The true test of whether someone like Gross is a bond genius is whether they can keep their skill and outperformance up when the world changes, like during a 10- or 20-year period of rising interest rates. Or persistently high inflation, a surge in taxes, a world war, new regulations, or a depression. But most current managers may be long gone by then, retired comfortably on the success of the world they serendipitously spent their careers in. "Showing up at a gold rush with a shovel and a pan doesn't make you a genius," as one blogger recently put it

Take what stocks did from age 35 to 55. That's the meat of a money manager's career, the time to prove whether you're a standout. Depending on what year you were born, stocks produced all kinds of different results:


If you were born in 1910, the market surged during the teeth-cutting part of your career, and proving yourself a star was a matter of showing up, using a little leverage, and holding on tight. If you were born in 1930, the market was a disaster during your career, and becoming a star required incredible skill and patience.

During the half-century from 1899 to 1949 – a period of two world wars -- global stocks gained an average annual real return of 2.81%. From 1950 to 1999 – a period of relative calm – global stocks returned 8.53% a year.

I wonder, then, how many of the great investors of the last half-century would have fared if they born a few decades earlier?

Many would have adapted and thrived in different market environments. But some were surely one-trick ponies born in the right stable, and would have struggled to make money in a different era.

In his great book Investing, Robert Hagstrom compares financial markets to biological evolution.
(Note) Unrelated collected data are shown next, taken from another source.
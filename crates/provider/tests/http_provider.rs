//! Tests for HttpProvider header construction.

use pbj_provider::{Client, Error, HttpProvider, http::DEFAULT_TIMEOUT};
use std::{collections::BTreeMap, time::Duration};

#[test]
fn bearer_sets_authorization_header() {
    let provider =
        HttpProvider::bearer(Client::new(), "openai", "test-key", "http://example.com/v1/chat")
            .expect("bearer provider");

    let auth = provider
        .headers()
        .get("authorization")
        .expect("authorization header");
    assert_eq!(auth.to_str().unwrap(), "Bearer test-key");
    assert_eq!(provider.endpoint(), "http://example.com/v1/chat");
}

#[test]
fn bearer_rejects_key_with_newline() {
    let err = HttpProvider::bearer(Client::new(), "openai", "bad\nkey", "http://example.com")
        .unwrap_err();
    assert!(matches!(err, Error::Configuration { .. }));
}

#[test]
fn no_auth_sets_content_type_and_extra_headers() {
    let extra = BTreeMap::from([("x-tenant".to_owned(), "lab".to_owned())]);
    let provider = HttpProvider::no_auth(Client::new(), "llama", "http://localhost:8001", &extra)
        .expect("no-auth provider");

    let ct = provider.headers().get("content-type").expect("content-type");
    assert_eq!(ct.to_str().unwrap(), "application/json");
    let tenant = provider.headers().get("x-tenant").expect("x-tenant");
    assert_eq!(tenant.to_str().unwrap(), "lab");
    assert!(provider.headers().get("authorization").is_none());
}

#[test]
fn default_timeout_is_two_minutes() {
    let provider =
        HttpProvider::no_auth(Client::new(), "llama", "http://localhost", &BTreeMap::new())
            .unwrap();
    assert_eq!(provider.timeout(), DEFAULT_TIMEOUT);
    assert_eq!(DEFAULT_TIMEOUT, Duration::from_secs(120));

    let provider = provider.with_timeout(Duration::from_secs(5));
    assert_eq!(provider.timeout(), Duration::from_secs(5));
}
//! Flashcom pushes a firmware image to one or many boards sharing a single
//! serial link. Each board answers every frame it receives with an `Ack` or a
//! `Nack`, so the update of a board is a simple stop-and-wait exchange: an
//! update request carrying the image size and its HMAC-SHA256 digest, then the
//! image itself, one chunk per frame.
//!
//! Several boards can be updated at the same time over the same link. The
//! crate is organized as a handful of units, each running on its own thread
//! and talking to the others only through bounded queues:
//!
//! * the [transport bridge](bridge) owns the serial link and cuts the byte
//!   stream into frames,
//! * the [router](router) hands each incoming frame to the session of the
//!   board that sent it and merges the sessions' outgoing frames,
//! * one [update session](update_session) per board drives the transfer,
//! * the [update manager](update_manager) runs the sessions all at once or
//!   one after the other,
//! * an optional [CLI sink](cli_sink) lets the operator talk to a board's
//!   command line while the updates go on.
//!
//! The [`Controller`] wires all of them together over any [`Link`].
//!
//! Every unit owns a one-way cancellation flag, checked at its loop
//! boundaries and between bounded queue waits. An interrupt cancels them all
//! and the units are then stopped and joined in dependency order.
//!
//! The update session is implemented as a state machine, in terms of
//! **states** and **transitions** between them:
//!
//! * It can only be in one state at any time.
//! * Each state can have its own associated data if needed, and all states
//!   share a session context.
//! * Transitions between states are triggered via typed **events** and only
//!   explicitly defined transitions are permitted, as many errors as possible
//!   being detected at **compile-time**.
//! * Transitioning from one state to another consumes the original state.
//!   Data is carried from one state to the next by the transition event.
//!
//! Transitions leverage `rust`'s `From` and `Into` pattern: the `From` trait
//! converts `event` types into `state` types following the semantics of the
//! state machine, and any transition for which it is not implemented is
//! rejected by the compiler.

pub mod bridge;
pub mod channels;
pub mod cli_sink;
pub mod control;
mod error;
pub mod firmware;
pub mod protocol;
pub mod router;
mod settings;
pub mod update_manager;
pub mod update_session;
pub mod utils;

pub use bridge::{Link, TransportBridge};
pub use control::Controller;
pub use error::{Error, Result};
pub use firmware::FirmwareImage;
pub use settings::{Settings, SettingsBuilder};
pub use update_manager::Summary;
pub use update_session::{FailureReason, UpdateOutcome};
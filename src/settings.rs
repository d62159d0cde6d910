//! Settings related to the serial link and to the firmware update protocol.
//!
//! Use the [builder](https://doc.rust-lang.org/1.0.0/style/ownership/builders.html)
//! pattern to set the configurable values.

use std::time::Duration;

pub use serialport::{DataBits, FlowControl, Parity, StopBits};

use crate::error::{Error, Result};
use crate::protocol::MAX_PAYLOAD_LEN;

/// Pre-shared key used for the firmware image HMAC when none is configured.
pub const DEFAULT_HMAC_KEY: &[u8] = b"secret_key";

// =============================================================================
// Public Interface
// =============================================================================

/// Groups all settings used by `flashcom` and acts as a
/// [builder](https://doc.rust-lang.org/1.0.0/style/ownership/builders.html)
/// for the settings.
#[derive(Debug, Clone, Eq, PartialEq)]
pub struct Settings {
    /// The port name, usually the device path. When not set, the port is
    /// selected interactively out of the connected serial devices.
    pub path: Option<String>,
    /// The baud rate in symbols-per-second.
    pub baud_rate: u32,
    /// Number of bits used to represent a character sent on the line.
    pub data_bits: DataBits,
    /// The type of signalling to use for controlling data transfer.
    pub flow_control: FlowControl,
    /// The type of parity to use for error checking.
    pub parity: Parity,
    /// Number of bits to use to signal the end of a character.
    pub stop_bits: StopBits,

    /// Maximum number of firmware bytes carried by one `ProgramData` frame.
    pub chunk_size: usize,
    /// How long a session waits for the board to answer one frame.
    pub response_timeout: Duration,
    /// Number of transmissions of a data chunk before the board is abandoned.
    pub max_retransfers: u32,
    /// Update all boards at the same time instead of one after the other.
    pub parallel: bool,
    /// Capacity of every frame queue between the components.
    pub queue_capacity: usize,
    /// Pre-shared key of the firmware image HMAC.
    pub hmac_key: Vec<u8>,
    /// Board receiving the lines typed in the interactive CLI channel.
    pub cli_board: Option<u8>,
    /// Draw per-board progress bars.
    pub show_progress: bool,

    /// Restrict creation of `Settings` instances unless through the
    /// `SettingsBuilder`.
    #[doc(hidden)]
    _private_use_builder: (),
}

impl Settings {
    /// Check the values that cannot be enforced by their types alone.
    pub fn validate(&self) -> Result<()> {
        if self.chunk_size == 0 || self.chunk_size > MAX_PAYLOAD_LEN {
            return Err(Error::Config(format!(
                "chunk size must be between 1 and {} bytes, got {}",
                MAX_PAYLOAD_LEN, self.chunk_size
            )));
        }
        if self.max_retransfers == 0 {
            return Err(Error::Config(
                "at least one transmission per chunk is required".into(),
            ));
        }
        if self.response_timeout == Duration::from_secs(0) {
            return Err(Error::Config("response timeout cannot be zero".into()));
        }
        if self.queue_capacity == 0 {
            return Err(Error::Config("queue capacity cannot be zero".into()));
        }
        if self.cli_board == Some(crate::protocol::HOST_ID) {
            return Err(Error::Config("board id 0 is reserved for the host".into()));
        }
        Ok(())
    }
}

/// The builder for the `Settings` values.
///
/// All values are optional and have default values that will be used if not
/// explicitly set.
///
/// **Example**
///
/// ```
/// use flashcom::SettingsBuilder;
///
/// let settings = SettingsBuilder::new()
///     .path("/dev/ttyUSB0")
///     .parallel(true)
///     .finalize();
/// assert!(settings.parallel);
/// ```
pub struct SettingsBuilder {
    settings: Settings,
}

impl Default for SettingsBuilder {
    fn default() -> Self {
        Self::new()
    }
}

impl SettingsBuilder {
    /// Start building the settings using default values and no path for the
    /// port.
    pub fn new() -> Self {
        SettingsBuilder {
            settings: Settings {
                path: None,
                baud_rate: 115_200,
                data_bits: DataBits::Eight,
                flow_control: FlowControl::None,
                parity: Parity::None,
                stop_bits: StopBits::One,
                chunk_size: 2 * 1024,
                response_timeout: Duration::from_secs(5),
                max_retransfers: 5,
                parallel: false,
                queue_capacity: 100,
                hmac_key: DEFAULT_HMAC_KEY.to_vec(),
                cli_board: None,
                show_progress: true,
                _private_use_builder: (),
            },
        }
    }

    /// Set the path to the serial port
    pub fn path<'a>(mut self, path: impl Into<std::borrow::Cow<'a, str>>) -> Self {
        self.settings.path = Some(path.into().as_ref().to_owned());
        self
    }

    /// Set the baud rate in symbols-per-second
    pub fn baud_rate(mut self, baud_rate: u32) -> Self {
        self.settings.baud_rate = baud_rate;
        self
    }

    /// Set the number of bits used to represent a character sent on the line
    pub fn data_bits(mut self, data_bits: DataBits) -> Self {
        self.settings.data_bits = data_bits;
        self
    }

    /// Set the type of signalling to use for controlling data transfer
    pub fn flow_control(mut self, flow_control: FlowControl) -> Self {
        self.settings.flow_control = flow_control;
        self
    }

    /// Set the type of parity to use for error checking
    pub fn parity(mut self, parity: Parity) -> Self {
        self.settings.parity = parity;
        self
    }

    /// Set the number of bits to use to signal the end of a character
    pub fn stop_bits(mut self, stop_bits: StopBits) -> Self {
        self.settings.stop_bits = stop_bits;
        self
    }

    /// Set the maximum number of firmware bytes per data frame
    pub fn chunk_size(mut self, chunk_size: usize) -> Self {
        self.settings.chunk_size = chunk_size;
        self
    }

    /// Set how long to wait for a board response
    pub fn response_timeout(mut self, response_timeout: Duration) -> Self {
        self.settings.response_timeout = response_timeout;
        self
    }

    /// Set the number of transmissions allowed per data chunk
    pub fn max_retransfers(mut self, max_retransfers: u32) -> Self {
        self.settings.max_retransfers = max_retransfers;
        self
    }

    /// Update the boards concurrently (`true`) or one at a time (`false`)
    pub fn parallel(mut self, parallel: bool) -> Self {
        self.settings.parallel = parallel;
        self
    }

    /// Set the capacity of the frame queues
    pub fn queue_capacity(mut self, queue_capacity: usize) -> Self {
        self.settings.queue_capacity = queue_capacity;
        self
    }

    /// Set the pre-shared key of the image HMAC
    pub fn hmac_key(mut self, key: impl AsRef<[u8]>) -> Self {
        self.settings.hmac_key = key.as_ref().to_vec();
        self
    }

    /// Set the board receiving the interactive CLI lines
    pub fn cli_board(mut self, board_id: u8) -> Self {
        self.settings.cli_board = Some(board_id);
        self
    }

    /// Enable or disable the progress bars
    pub fn show_progress(mut self, show_progress: bool) -> Self {
        self.settings.show_progress = show_progress;
        self
    }

    pub fn finalize(self) -> Settings {
        self.settings
    }
}

// =============================================================================
// Unit Tests
// =============================================================================

#[test]
fn all_default() {
    let settings = SettingsBuilder::new().finalize();
    assert_eq!(
        settings,
        Settings {
            path: None,
            baud_rate: 115_200,
            data_bits: DataBits::Eight,
            flow_control: FlowControl::None,
            parity: Parity::None,
            stop_bits: StopBits::One,
            chunk_size: 2048,
            response_timeout: Duration::from_secs(5),
            max_retransfers: 5,
            parallel: false,
            queue_capacity: 100,
            hmac_key: b"secret_key".to_vec(),
            cli_board: None,
            show_progress: true,
            _private_use_builder: (),
        }
    );
    assert!(settings.validate().is_ok());
}

#[test]
fn path() {
    let settings = SettingsBuilder::new().path("/dev/ttyUSB0").finalize();
    assert_eq!(settings.path.unwrap(), "/dev/ttyUSB0");
}

#[test]
fn baud_rate() {
    let baud_rate = 230_400;
    let settings = SettingsBuilder::new().baud_rate(baud_rate).finalize();
    assert_eq!(settings.baud_rate, baud_rate);
}

#[test]
fn serial_line_format() {
    let settings = SettingsBuilder::new()
        .data_bits(DataBits::Seven)
        .parity(Parity::Even)
        .stop_bits(StopBits::Two)
        .flow_control(FlowControl::Hardware)
        .finalize();
    assert_eq!(settings.data_bits, DataBits::Seven);
    assert_eq!(settings.parity, Parity::Even);
    assert_eq!(settings.stop_bits, StopBits::Two);
    assert_eq!(settings.flow_control, FlowControl::Hardware);
}

#[test]
fn protocol_knobs() {
    let settings = SettingsBuilder::new()
        .chunk_size(512)
        .response_timeout(Duration::from_millis(250))
        .max_retransfers(3)
        .parallel(true)
        .cli_board(7)
        .hmac_key("other")
        .finalize();
    assert_eq!(settings.chunk_size, 512);
    assert_eq!(settings.response_timeout, Duration::from_millis(250));
    assert_eq!(settings.max_retransfers, 3);
    assert!(settings.parallel);
    assert_eq!(settings.cli_board, Some(7));
    assert_eq!(settings.hmac_key, b"other");
}

#[test]
fn chunk_size_out_of_range_is_rejected() {
    let zero = SettingsBuilder::new().chunk_size(0).finalize();
    assert!(matches!(zero.validate(), Err(Error::Config(_))));

    let huge = SettingsBuilder::new()
        .chunk_size(MAX_PAYLOAD_LEN + 1)
        .finalize();
    assert!(matches!(huge.validate(), Err(Error::Config(_))));
}

#[test]
fn host_id_cannot_be_the_cli_board() {
    let settings = SettingsBuilder::new().cli_board(0).finalize();
    assert!(matches!(settings.validate(), Err(Error::Config(_))));
}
There's a tendency to think of markets as something that are established and rigid -- a set of numbers that get jumbled around. But they're not. Markets evolve over time. Successful strategies are selected, while those that are no longer effective -- usually because investors gain access to better information than they had before -- get pushed out.

Hagstrom looked at the last 100 years, and found that four popular investing strategies have come and gone.

In the 1930s and 1940s, the discount-to-hard-book-value strategy ... was dominant. After World War II and into the 1950s, the second major strategy that dominated finance was the dividend model ... By the 1960s ... investors exchanged stocks paying high dividends for companies expected to grow earnings. By the 1980s a fourth strategy took over. Investors began to favor cash-flow models over earnings models. Today ... it appears that a fifth strategy is emerging: cash return on invested capital.

"If you are still picking stocks using a discount-to-hard-book-value model or relying on dividend models to tell you when the stock market is over or under-valued, it is unlikely you have enjoyed even average investment returns," Hagstrom writes. You had to adapt over the years, discarding what no longer worked and figuring out what would work next. 

The real mark of an expert investor is the ability to adapt to different environments. Until you see an investor adapt to something new, there's a good chance that his real skill is being in the right place at the right time. Everyone is a long-term investor during bull markets. Can you keep your head on straight during bear markets? Adapt to a new world of low returns? Or higher interest rates? Adjust your strategy when it no longer works because so many other investors follow it?

The hardest thing is that things like interest rates, inflation, wars, regulations, and demographics work in long, 20-, 30-, even 50-year cycles. Few investors have track records that long, so we're left with two inevitable truths: There are investors with great track records who probably just got lucky, and there are poor investors who probably would have looked like geniuses if they'd been born in a different era.